Emergency/Evacuation Plan(s)

It is vital to have a clear plan for what to do in the case of an emergency while in the field. When accidents occur, many simultaneous actions often need to happen, both in the field and at the administrative level of your organization back home. Discussing, pre- planning, and practicing scenarios can all help to prepare when a real situation arises. 

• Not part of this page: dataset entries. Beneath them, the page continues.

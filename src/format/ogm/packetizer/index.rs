//! Seek index packetizer.
//!
//! A library entry point for callers that build a seek table for a video
//! stream they multiplex themselves.

use super::{unexpected_input, AudioSync, PacketInput, PacketizerCore, ProcessStatus, Range};
use crate::av::Packet;
use crate::config::Config;
use crate::format::ogm::clock::StampClock;
use crate::format::ogm::comments::CommentSet;
use crate::format::ogm::header::{HeaderKind, StreamHeader};
use crate::format::ogm::page::PageKind;
use crate::format::ogm::PACKET_IS_SYNCPOINT;
use crate::Result;
use bytes::{Buf, BufMut, BytesMut};

/// Size of one serialized index entry.
pub const INDEX_ENTRY_SIZE: usize = 16;

/// A seek table entry: a video granule and the file offset of its page.
#[derive(Debug, Clone, Copy, PartialEq, Eq)]
pub struct IndexEntry {
    pub granulepos: i64,
    pub filepos: i64,
}

impl IndexEntry {
    /// Reads the entries following the type byte of an index data packet.
    /// A trailing partial entry is ignored.
    pub fn parse_all(mut data: &[u8]) -> Vec<IndexEntry> {
        let mut entries = Vec::with_capacity(data.len() / INDEX_ENTRY_SIZE);
        while data.len() >= INDEX_ENTRY_SIZE {
            entries.push(IndexEntry {
                granulepos: data.get_i64_le(),
                filepos: data.get_i64_le(),
            });
        }
        entries
    }
}

/// Writes a seek table for one video stream as a single packet.
pub struct IndexPacketizer {
    pub(crate) core: PacketizerCore,
    video_serial: u32,
}

impl IndexPacketizer {
    pub fn new(serial: u32, video_serial: u32, config: &Config) -> Result<Self> {
        Ok(IndexPacketizer {
            core: PacketizerCore::new(
                serial,
                StampClock::constant(),
                config,
                AudioSync::default(),
                Range::default(),
                CommentSet::new(config.vendor.clone()),
            ),
            video_serial,
        })
    }

    pub fn video_serial(&self) -> u32 {
        self.video_serial
    }

    pub(crate) fn produce_header_packets(&mut self) -> Result<()> {
        if self.core.packetno != 0 {
            return Ok(());
        }
        let header = StreamHeader::new(HeaderKind::Index)
            .with_subtype(self.video_serial.to_le_bytes())
            .with_time_unit(10_000_000)
            .with_default_len(0);
        self.core.submit_stream_header(&header)?;
        let comments = self.core.comments.clone();
        self.core.submit_comments(&comments)
    }

    pub(crate) fn process(&mut self, input: PacketInput<'_>) -> Result<ProcessStatus> {
        let entries = match input {
            PacketInput::Index(entries) => entries,
            other => return Err(unexpected_input("index", &other)),
        };

        self.produce_header_packets()?;
        if self.core.queue.ended() {
            return Ok(ProcessStatus::Finished);
        }

        let mut buf = BytesMut::with_capacity(1 + entries.len() * INDEX_ENTRY_SIZE);
        buf.put_u8(PACKET_IS_SYNCPOINT);
        for entry in entries {
            buf.put_i64_le(entry.granulepos);
            buf.put_i64_le(entry.filepos);
        }
        self.core.submit(
            Packet::new(buf.freeze())
                .with_granulepos(0)
                .with_eos(true),
        )?;
        self.core.packetno += 1;
        self.core.queue.flush_pages(PageKind::Data)?;
        Ok(ProcessStatus::Finished)
    }

    /// Ends the stream with an empty table if no entries were written.
    pub(crate) fn produce_eos_packet(&mut self) -> Result<()> {
        if self.core.queue.ended() {
            return Ok(());
        }
        self.process(PacketInput::Index(&[])).map(|_| ())
    }

    pub(crate) fn reset(&mut self) {
        self.core.queue.clear();
    }
}

#[cfg(test)]
mod tests {
    use super::*;
    use crate::format::ogm::packetizer::tests::{drain, read_packets};
    use crate::format::ogm::packetizer::Packetizer;
    use pretty_assertions::assert_eq;

    #[test]
    fn test_index_packet() {
        let entries = [
            IndexEntry { granulepos: 0, filepos: 0 },
            IndexEntry { granulepos: 250, filepos: 1_048_576 },
        ];
        let mut p: Packetizer = IndexPacketizer::new(8, 0x0102_0304, &Config::default())
            .unwrap()
            .into();
        assert_eq!(p.process(PacketInput::Index(&entries)).unwrap(), ProcessStatus::Finished);
        assert_eq!(p.smallest_timestamp(), 0);

        let packets = read_packets(drain(&mut p));
        let header = StreamHeader::from_packet(&packets[0].data).unwrap();
        assert_eq!(header.kind, HeaderKind::Index);
        assert_eq!(header.subtype, [0x04, 0x03, 0x02, 0x01]);

        assert_eq!(packets.len(), 3);
        assert_eq!(packets[2].data.len(), 1 + 2 * INDEX_ENTRY_SIZE);
        assert_eq!(packets[2].data[0], PACKET_IS_SYNCPOINT);
        assert_eq!(IndexEntry::parse_all(&packets[2].data[1..]), entries.to_vec());
        assert!(packets[2].last_in_stream());
    }
}
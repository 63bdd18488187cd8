//! Length prefix ("lacing") at the start of OGM data packets.
//!
//! Bits `0xC0` of the first byte hold bits 0-1 and bit `0x02` holds bit 2 of
//! the number of little-endian bytes that follow. Those bytes give a frame
//! count, a sample count or a duration depending on the stream. A prefix of
//! zero bytes stands for a count of one.

use super::{PACKET_LEN_BITS01, PACKET_LEN_BITS2};
use crate::{OgmError, Result};
use bytes::{BufMut, BytesMut};

/// Widest prefix the three length bits can describe.
pub const MAX_LACING_BYTES: usize = 7;

/// Encodes a prefix width into the length bits of the first packet byte.
pub fn len_bits(width: usize) -> u8 {
    ((((width & 3) << 6) | ((width & 4) >> 1)) & 0xFF) as u8
}

/// Number of prefix bytes announced by the first packet byte.
pub fn width_from_flags(flags: u8) -> usize {
    (((flags & PACKET_LEN_BITS01) >> 6) | ((flags & PACKET_LEN_BITS2) << 1)) as usize
}

/// Smallest prefix width able to hold `value`.
pub fn minimal_width(value: u64) -> usize {
    if value == 1 {
        return 0;
    }
    (1..MAX_LACING_BYTES)
        .find(|&width| value < 1u64 << (8 * width))
        .unwrap_or(MAX_LACING_BYTES)
}

/// Writes the first packet byte (`flags` plus the length bits) followed by
/// `value` in the minimal number of bytes.
pub fn put_lacing(buf: &mut BytesMut, flags: u8, value: u64) -> Result<()> {
    let width = minimal_width(value);
    put_fixed_lacing(buf, flags, value, width)
}

/// Like [`put_lacing`] with an explicit prefix width.
pub fn put_fixed_lacing(buf: &mut BytesMut, flags: u8, value: u64, width: usize) -> Result<()> {
    let fits = match width {
        0 => value == 1,
        1..=MAX_LACING_BYTES => value >> (8 * width) == 0,
        _ => false,
    };
    if !fits {
        return Err(OgmError::InvalidInput(format!(
            "lacing value {} does not fit into {} bytes",
            value, width
        )));
    }
    buf.put_u8((flags & !(PACKET_LEN_BITS01 | PACKET_LEN_BITS2)) | len_bits(width));
    for i in 0..width {
        buf.put_u8(((value >> (8 * i)) & 0xFF) as u8);
    }
    Ok(())
}

/// Encodes a complete prefix into a new buffer.
pub fn encode_lacing(flags: u8, value: u64) -> Result<BytesMut> {
    let mut buf = BytesMut::with_capacity(1 + MAX_LACING_BYTES);
    put_lacing(&mut buf, flags, value)?;
    Ok(buf)
}

/// Decodes the prefix of a data packet.
///
/// Returns the prefix width and the value. The payload starts at
/// `1 + width`.
pub fn decode_lacing(packet: &[u8]) -> Result<(usize, u64)> {
    let flags = *packet
        .first()
        .ok_or_else(|| OgmError::MalformedStream("empty packet".into()))?;
    let width = width_from_flags(flags);
    if packet.len() < 1 + width {
        return Err(OgmError::MalformedStream(format!(
            "packet of {} bytes is too short for a {} byte length prefix",
            packet.len(),
            width
        )));
    }
    if width == 0 {
        return Ok((0, 1));
    }
    let value = packet[1..=width]
        .iter()
        .rev()
        .fold(0u64, |acc, &b| (acc << 8) | b as u64);
    Ok((width, value))
}
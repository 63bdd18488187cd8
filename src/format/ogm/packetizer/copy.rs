use super::{unexpected_input, AudioSync, PacketInput, PacketizerCore, ProcessStatus, Range};
use crate::av::{Packet, StreamKind};
use crate::config::Config;
use crate::format::ogm::clock::StampClock;
use crate::format::ogm::comments::CommentSet;
use crate::format::ogm::page::PageKind;
use crate::Result;

/// Re-queues packets read from an existing stream without touching their
/// payload. Callers rewrite granules and decide when to flush; header
/// packets still get a page of their own.
pub struct CopyPacketizer {
    pub(crate) core: PacketizerCore,
    kind: StreamKind,
}

impl CopyPacketizer {
    /// `rate` is the stream's granule rate, used to stamp pages for
    /// interleaving.
    pub fn new(serial: u32, kind: StreamKind, rate: f64, config: &Config) -> Self {
        let clock = StampClock::new(rate, config.timestamp_rule, kind.is_text());
        CopyPacketizer {
            core: PacketizerCore::new(
                serial,
                clock,
                config,
                AudioSync::default(),
                Range::default(),
                CommentSet::new(config.vendor.clone()),
            ),
            kind,
        }
    }

    pub fn kind(&self) -> StreamKind {
        self.kind
    }

    pub(crate) fn produce_header_packets(&mut self) -> Result<()> {
        Ok(())
    }

    pub(crate) fn process(&mut self, input: PacketInput<'_>) -> Result<ProcessStatus> {
        let packet = match input {
            PacketInput::Ogg { packet, .. } => packet,
            other => return Err(unexpected_input("copy", &other)),
        };
        if self.core.queue.ended() {
            return Ok(ProcessStatus::Finished);
        }

        let kind = PageKind::of_packet(packet.flags());
        if kind.is_header_class() && self.core.packetno < 3 {
            self.core.submit_header_packet(packet, kind)?;
            return Ok(ProcessStatus::MoreData);
        }

        let eos = packet.eos;
        let granulepos = packet.granulepos;
        self.core.submit(packet)?;
        self.core.packetno += 1;
        self.core.last_granulepos = granulepos;
        if eos {
            self.core.queue.flush_pages(PageKind::Data)?;
            Ok(ProcessStatus::Finished)
        } else {
            self.core.queue.queue_pages(PageKind::Data)?;
            Ok(ProcessStatus::MoreData)
        }
    }

    /// Ends the stream with a one byte packet at the last granule.
    pub(crate) fn produce_eos_packet(&mut self) -> Result<()> {
        if self.core.queue.ended() {
            return Ok(());
        }
        let granulepos = self.core.last_granulepos;
        self.process(PacketInput::Ogg {
            packet: Packet::new(vec![0u8])
                .with_granulepos(granulepos)
                .with_eos(true),
            page_granulepos: granulepos,
        })
        .map(|_| ())
    }

    pub(crate) fn reset(&mut self) {
        self.core.queue.clear();
    }
}

#[cfg(test)]
mod tests {
    use super::*;
    use crate::format::ogm::header::{HeaderKind, StreamHeader};
    use crate::format::ogm::packetizer::tests::{drain, read_packets};
    use crate::format::ogm::packetizer::Packetizer;
    use pretty_assertions::assert_eq;

    fn ogg(packet: Packet) -> PacketInput<'static> {
        PacketInput::Ogg {
            packet,
            page_granulepos: -1,
        }
    }

    #[test]
    fn test_copies_headers_and_data() {
        let mut p: Packetizer = CopyPacketizer::new(3, StreamKind::Text, 1000.0, &Config::default()).into();
        assert_eq!(p.kind(), StreamKind::Text);

        let header = StreamHeader::new(HeaderKind::Text).with_time_unit(10_000);
        p.process(ogg(Packet::new(header.to_packet()))).unwrap();
        p.process(ogg(Packet::new(CommentSet::new("x").to_packet()))).unwrap();
        assert!(p.header_page_available());

        p.process(ogg(Packet::new(&b"\x08\x10data\0"[..]).with_granulepos(1500)))
            .unwrap();
        p.flush_pages().unwrap();
        // Text pages are stamped with their own granule.
        let pages: Vec<_> = std::iter::from_fn(|| p.get_page()).collect();
        assert_eq!(pages.len(), 3);
        assert_eq!(pages[2].timestamp, 1_500_000);

        p.produce_eos_packet().unwrap();
        assert!(p.ended());
        let mut stream: Vec<u8> = pages.iter().flat_map(|page| page.data.to_vec()).collect();
        stream.extend(drain(&mut p));
        let packets = read_packets(stream);
        assert_eq!(packets.len(), 4);
        assert_eq!(packets[3].absgp_page(), 1500);
        assert!(packets[3].last_in_stream());
    }

    #[test]
    fn test_header_bits_after_headers_are_data() {
        let mut p: Packetizer = CopyPacketizer::new(3, StreamKind::Audio, 8000.0, &Config::default()).into();
        for data in [&b"\x01a"[..], b"\x03b", b"\x05c", b"\x01d"] {
            p.process(ogg(Packet::new(data).with_granulepos(10))).unwrap();
        }
        for kind in [PageKind::Codebook, PageKind::Header, PageKind::Comment] {
            assert_eq!(p.get_header_page(kind).map(|page| page.body_len()), Some(2));
        }
        assert!(!p.page_available());
        p.flush_pages().unwrap();
        assert_eq!(p.get_page().map(|page| page.kind), Some(PageKind::Data));
    }
}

Part 1: Field Emergency/Evacuation Considerations

  • Pre-planning is key.
    • Research emergency response options where you’re going. Carry explicit directions, phone numbers for these resources
    • What equipment do you need?
      • Communication devices (cell phones, satellite phones, radios, etc.)
        • Check on cell service
        • Will you carry a GPS device
        • Consider purchasing or renting a satellite phone. One reputable company that sells/rents these is DeLorme.
    • Do you need additional maps?
    • Talk through a potential scenario with your instructor team
    • Tell someone (your supervisor and your family) where you’re going. Leave a detailed itinerary with them so they have some idea where you might be on a given day. This information can be included in your field safety plan.
    • Establish a check-in frequency; leave a local contact number for your family/supervisor back home in case you don’t check in. Include this in your field safety plan.
  • Use your First Aid Skills if/when a real incident occurs
    • Perform first aid, patient assessment, and thorough documentation
    • Use available resources like first aid kits, drugs and drug protocols, first aid texts, expertise in your group
    • Consider long-term patient care considerations (i.e. if a patient is incapacitated and they need to stay in your care for an extended period of time, how will you help them go to the bathroom, change clothes, etc.)
    • Don’t forget to take care of the rest of your group (and yourself).
      • Remember if one of your participants gets really hypothermic, others in your group may be on the verge of hypothermia too.
      • In an emergency, other participants often want (and perhaps need) to feel useful and helpful. Delegate tasks, communicate with all of them as often as you can.
      • Facilitate a debriefing of any extended stressful emergency. If you’re uncomfortable leading this yourself, get help to do this for your group.
  • Develop an Evacuation Plan - determine type of evacuation needed (is it medical, behavioral, a policy violation? Should it be fast or slow?).
    • Is there an immediate threat to life or limb?
    • Can the patient walk?
    • Distance and difficulty of terrain to get to medical support
    • Group physical and emotional strength, technical abilities
    • Weather conditions
    • Communication possibilities
    • Available outside assistance (helicopter, Search and Rescue, etc.)
  • Be a leader, organize, and delegate responsibilities
    • Don’t be afraid to be directive
    • Keep everyone gainfully occupied
  • Document
    • Use Illness/Injury Report Forms notes.
    • Photograph and/or sketch pertinent scenes or environmental factors
  • Communicate with Emergency Medical Support and supervisor/ university contact
    • Know and use local EMS to get help. Carry directions, maps, and contact info for nearest local medical facility.
    • Use cell or satellite phones. Be prepared with your message prior to calling:
      • Know what you want
      • Have your documentation ready
      • Be prepared to take notes
      • Communicate your Evacuation plan
        • Patient’s first and last name
        • Your location
        • Know your timetable for evacuation
        • Request additional resources
        • Have a back-up plan
    • If electronic communication isn’t available, consider runner/messenger teams and evacuation teams
      • Take time to prepare runner teams; send 2-4 people with 1 instructor if at all possible).
      • Always have a timetable and plan for returning the runner party to the field
  • Helicopter specific guidelines
    • If requesting a helicopter, additional information may need to be communicated
      • Number and weight of patients
      • Wind speed and direction
      • Current weather conditions
      • Lat/Long and elevation of landing site
      • Geographical description of landing site
    • Landing sites
      • Signal or compass mirror can be used to catch eye of pilot
      • Maintain visual contact until helicopter has landed.
      • Mark landing zone with securely anchored brightly colored markers.
    • Safety around a helicopter
      • Approach only when pilot motions to do so. Always stand where the pilot can see you.
      • Never walk in front of a helicopter or approach it from uphill.
      • Stay low whenever near the rotors.

Part 2: Administrative Emergency/Evacuation Considerations: In the event of a serious incident:

  • Does your supervisor have a plan to initiate a crisis management team? What’s the clear chain of command/responsibility?
  • Administrative Communication Management
    • Get the facts of the event ASAP
    • Communication with field incident leaders: things like witness statements, evidence (photos/sketches), site visits to re-create the story are all important
    • Who writes press releases and how are they managed? How to handle both internal and external communications?
    • Family notification and interaction: done ASAP by a high-level administrator; continual contact is also important.
  • Incident review: might include in-depth interviews with students and staff, course records, police reports, etc.